Saved entries:
◇ ◇ ◇ ◇ ◇ ◇ ◇
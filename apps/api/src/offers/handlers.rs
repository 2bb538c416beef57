//! Axum route handlers for offers, the e-signature webhook and signed-document files.

use axum::{
    body::Bytes,
    extract::{Path, Query, State},
    http::header,
    response::IntoResponse,
    Json,
};
use serde::{Deserialize, Serialize};
use serde_json::Value;
use uuid::Uuid;

use crate::errors::AppError;
use crate::models::offer::Offer;
use crate::offers::lifecycle::{
    create_offer, fetch_signed_document, parse_webhook_payload, reconcile_webhook,
    refresh_offer, CreateOfferRequest, WebhookOutcome,
};
use crate::state::AppState;

#[derive(Debug, Serialize)]
pub struct OfferResponse {
    pub offer: Offer,
}

#[derive(Debug, Deserialize)]
pub struct FileQuery {
    pub token: Option<String>,
}

/// POST /api/v1/orgs/:org_id/candidates/:candidate_id/offer
///
/// Sends a new envelope. Calling it again sends a second envelope.
pub async fn handle_create_offer(
    State(state): State<AppState>,
    Path((org_id, candidate_id)): Path<(Uuid, Uuid)>,
    Json(request): Json<CreateOfferRequest>,
) -> Result<Json<OfferResponse>, AppError> {
    let offer = create_offer(&state, org_id, candidate_id, request).await?;
    Ok(Json(OfferResponse { offer }))
}

/// POST /api/v1/orgs/:org_id/candidates/:candidate_id/offer/refresh
pub async fn handle_refresh_offer(
    State(state): State<AppState>,
    Path((org_id, candidate_id)): Path<(Uuid, Uuid)>,
) -> Result<Json<OfferResponse>, AppError> {
    let offer = refresh_offer(&state, org_id, candidate_id).await?;
    Ok(Json(OfferResponse { offer }))
}

/// POST /api/v1/webhooks/docusign
///
/// Unknown and superseded envelopes are acknowledged with 200.
pub async fn handle_docusign_webhook(
    State(state): State<AppState>,
    body: Bytes,
) -> Result<Json<WebhookOutcome>, AppError> {
    let payload: Value = serde_json::from_slice(&body)
        .map_err(|e| AppError::InvalidInput(format!("Webhook body is not JSON: {e}")))?;
    let event = parse_webhook_payload(&payload)?;
    let outcome = reconcile_webhook(&state, &event).await?;
    Ok(Json(outcome))
}

/// GET /api/v1/files/*key?token=
pub async fn handle_get_file(
    State(state): State<AppState>,
    Path(key): Path<String>,
    Query(query): Query<FileQuery>,
) -> Result<impl IntoResponse, AppError> {
    let key = key.trim_start_matches('/');
    let token = query.token.unwrap_or_default();
    let bytes = fetch_signed_document(&state, key, &token).await?;
    Ok(([(header::CONTENT_TYPE, "application/pdf")], bytes))
}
◇ ◇ ◇ ◇ ◇ ◇ ◇
PROMPT: Only those lines of the entries above that run from the line containing "pub struct FileQuery" to the line containing "let bytes = fetch_signed_document(&state, key, &token).await?;", both included, should be transcribed exactly.

FINISHED EXERCISE:
pub struct FileQuery {
    pub token: Option<String>,
}

/// POST /api/v1/orgs/:org_id/candidates/:candidate_id/offer
///
/// Sends a new envelope. Calling it again sends a second envelope.
pub async fn handle_create_offer(
    State(state): State<AppState>,
    Path((org_id, candidate_id)): Path<(Uuid, Uuid)>,
    Json(request): Json<CreateOfferRequest>,
) -> Result<Json<OfferResponse>, AppError> {
    let offer = create_offer(&state, org_id, candidate_id, request).await?;
    Ok(Json(OfferResponse { offer }))
}

/// POST /api/v1/orgs/:org_id/candidates/:candidate_id/offer/refresh
pub async fn handle_refresh_offer(
    State(state): State<AppState>,
    Path((org_id, candidate_id)): Path<(Uuid, Uuid)>,
) -> Result<Json<OfferResponse>, AppError> {
    let offer = refresh_offer(&state, org_id, candidate_id).await?;
    Ok(Json(OfferResponse { offer }))
}

/// POST /api/v1/webhooks/docusign
///
/// Unknown and superseded envelopes are acknowledged with 200.
pub async fn handle_docusign_webhook(
    State(state): State<AppState>,
    body: Bytes,
) -> Result<Json<WebhookOutcome>, AppError> {
    let payload: Value = serde_json::from_slice(&body)
        .map_err(|e| AppError::InvalidInput(format!("Webhook body is not JSON: {e}")))?;
    let event = parse_webhook_payload(&payload)?;
    let outcome = reconcile_webhook(&state, &event).await?;
    Ok(Json(outcome))
}

/// GET /api/v1/files/*key?token=
pub async fn handle_get_file(
    State(state): State<AppState>,
    Path(key): Path<String>,
    Query(query): Query<FileQuery>,
) -> Result<impl IntoResponse, AppError> {
    let key = key.trim_start_matches('/');
    let token = query.token.unwrap_or_default();
    let bytes = fetch_signed_document(&state, key, &token).await?;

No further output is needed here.